Stored items:
▬▬▬

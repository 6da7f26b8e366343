//! Configuration for the briefcase manager.

use rand::Rng;
use std::path::{Path, PathBuf};
use std::time::Duration;

/// Default size above which change-sets are applied off the caller's task.
pub const DEFAULT_ASYNC_APPLY_THRESHOLD: u64 = 1024 * 1024;

/// Default number of pending code reconciliations handled per sweep.
pub const DEFAULT_RECONCILE_BATCH_LIMIT: usize = 100;

/// Configuration for a `BriefcaseManager`.
#[derive(Debug, Clone)]
pub struct ManagerConfig {
    /// Root of the local cache.
    pub cache_dir: PathBuf,
    /// Largest change-set file (bytes) still applied on the synchronous path.
    pub async_apply_threshold: u64,
    /// Retry policy for pushes.
    pub push_retry: RetryConfig,
    /// Pending code reconciliations handled per sweep.
    pub reconcile_batch_limit: usize,
    /// Whether pulls rebase local schema and data transactions semantically.
    pub semantic_rebase: bool,
    /// Capacity of the event channel.
    pub event_capacity: usize,
}

impl ManagerConfig {
    /// Creates a configuration rooted at `cache_dir`.
    pub fn new(cache_dir: impl Into<PathBuf>) -> Self {
        Self {
            cache_dir: cache_dir.into(),
            async_apply_threshold: DEFAULT_ASYNC_APPLY_THRESHOLD,
            push_retry: RetryConfig::default(),
            reconcile_batch_limit: DEFAULT_RECONCILE_BATCH_LIMIT,
            semantic_rebase: false,
            event_capacity: 64,
        }
    }

    /// Sets the async apply threshold.
    pub fn with_async_apply_threshold(mut self, bytes: u64) -> Self {
        self.async_apply_threshold = bytes;
        self
    }

    /// Sets the push retry policy.
    pub fn with_push_retry(mut self, retry: RetryConfig) -> Self {
        self.push_retry = retry;
        self
    }

    /// Sets the reconciliation batch limit.
    pub fn with_reconcile_batch_limit(mut self, limit: usize) -> Self {
        self.reconcile_batch_limit = limit.max(1);
        self
    }

    /// Enables or disables semantic rebase.
    pub fn with_semantic_rebase(mut self, enabled: bool) -> Self {
        self.semantic_rebase = enabled;
        self
    }

    /// Sets the event channel capacity.
    pub fn with_event_capacity(mut self, capacity: usize) -> Self {
        self.event_capacity = capacity.max(1);
        self
    }

    /// Returns the cache root.
    pub fn cache_dir(&self) -> &Path {
        &self.cache_dir
    }
}

/// Retry behavior for contended pushes.
///
/// Delays are drawn uniformly from `[min_delay, max_delay)` so competing
/// pushers drift apart instead of colliding again.
#[derive(Debug, Clone)]
pub struct RetryConfig {
    /// Maximum number of attempts, including the first.
    pub max_attempts: u32,
    /// Lower bound of the random delay.
    pub min_delay: Duration,
    /// Upper bound (exclusive) of the random delay.
    pub max_delay: Duration,
}

impl RetryConfig {
    /// Creates a configuration with `max_attempts` and the default delays.
    pub fn new(max_attempts: u32) -> Self {
        Self {
            max_attempts: max_attempts.max(1),
            min_delay: Duration::from_millis(200),
            max_delay: Duration::from_millis(5000),
        }
    }

    /// A single attempt.
    pub fn no_retry() -> Self {
        Self::new(1).with_delays(Duration::ZERO, Duration::ZERO)
    }

    /// Sets both delay bounds.
    pub fn with_delays(mut self, min: Duration, max: Duration) -> Self {
        self.min_delay = min;
        self.max_delay = max.max(min);
        self
    }

    /// Draws the delay before the next attempt.
    pub fn random_delay(&self) -> Duration {
        if self.max_delay <= self.min_delay {
            return self.min_delay;
        }
        let min = self.min_delay.as_millis() as u64;
        let max = self.max_delay.as_millis() as u64;
        if max <= min {
            return self.min_delay;
        }
        Duration::from_millis(rand::thread_rng().gen_range(min..max))
    }
}

impl Default for RetryConfig {
    fn default() -> Self {
        Self::new(5)
    }
}
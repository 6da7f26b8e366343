//! Semantic rebase of pending local transactions.
//!
//! When a pull brings in schema changes while local transactions are still
//! pending, the pending work has to land on top of the incoming layout.
//! Additive schema changes commute with data changes and need no help from
//! the engine. Moved or retyped properties do: the pending transactions are
//! stashed in the replica's rebase workspace, taken off the replica, the
//! incoming change-sets are merged, and the stash is transformed and
//! replayed in commit order.
//!
//! Local schema imports are merged with the incoming schema and re-imported.
//! A property added on both sides with different types is a conflict, and
//! so is a pending value that cannot follow an incoming retype. Either way
//! the replica is left untouched and the caller decides.
//!
//! The workspace outlives a failed replay. Whatever is still stashed is put
//! back on the replica at the start of the next rebasing pull.

use crate::cache::{delete_file, delete_folder_if_empty, write_atomic};
use crate::error::{SyncError, SyncResult};
use crate::manager::{Briefcase, BriefcaseManager};
use crate::native::{NativeEngine, NativeReplica};
use crate::remote::{CancellationHandle, RemoteRepository};
use crate::sync::PullOutcome;
use briefsync_protocol::{
    ChangeSet, ChangeSetPosition, OpenMode, PendingTxn, SchemaChange, SchemaDelta, SyncPlan,
    TxnPayload, VersionRef,
};
use std::fs;
use std::path::{Path, PathBuf};
use tracing::{debug, info, warn};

▬▬▬

Work order: How many lines of the records contain "applied"? Answer with the number only.

Answer space: 2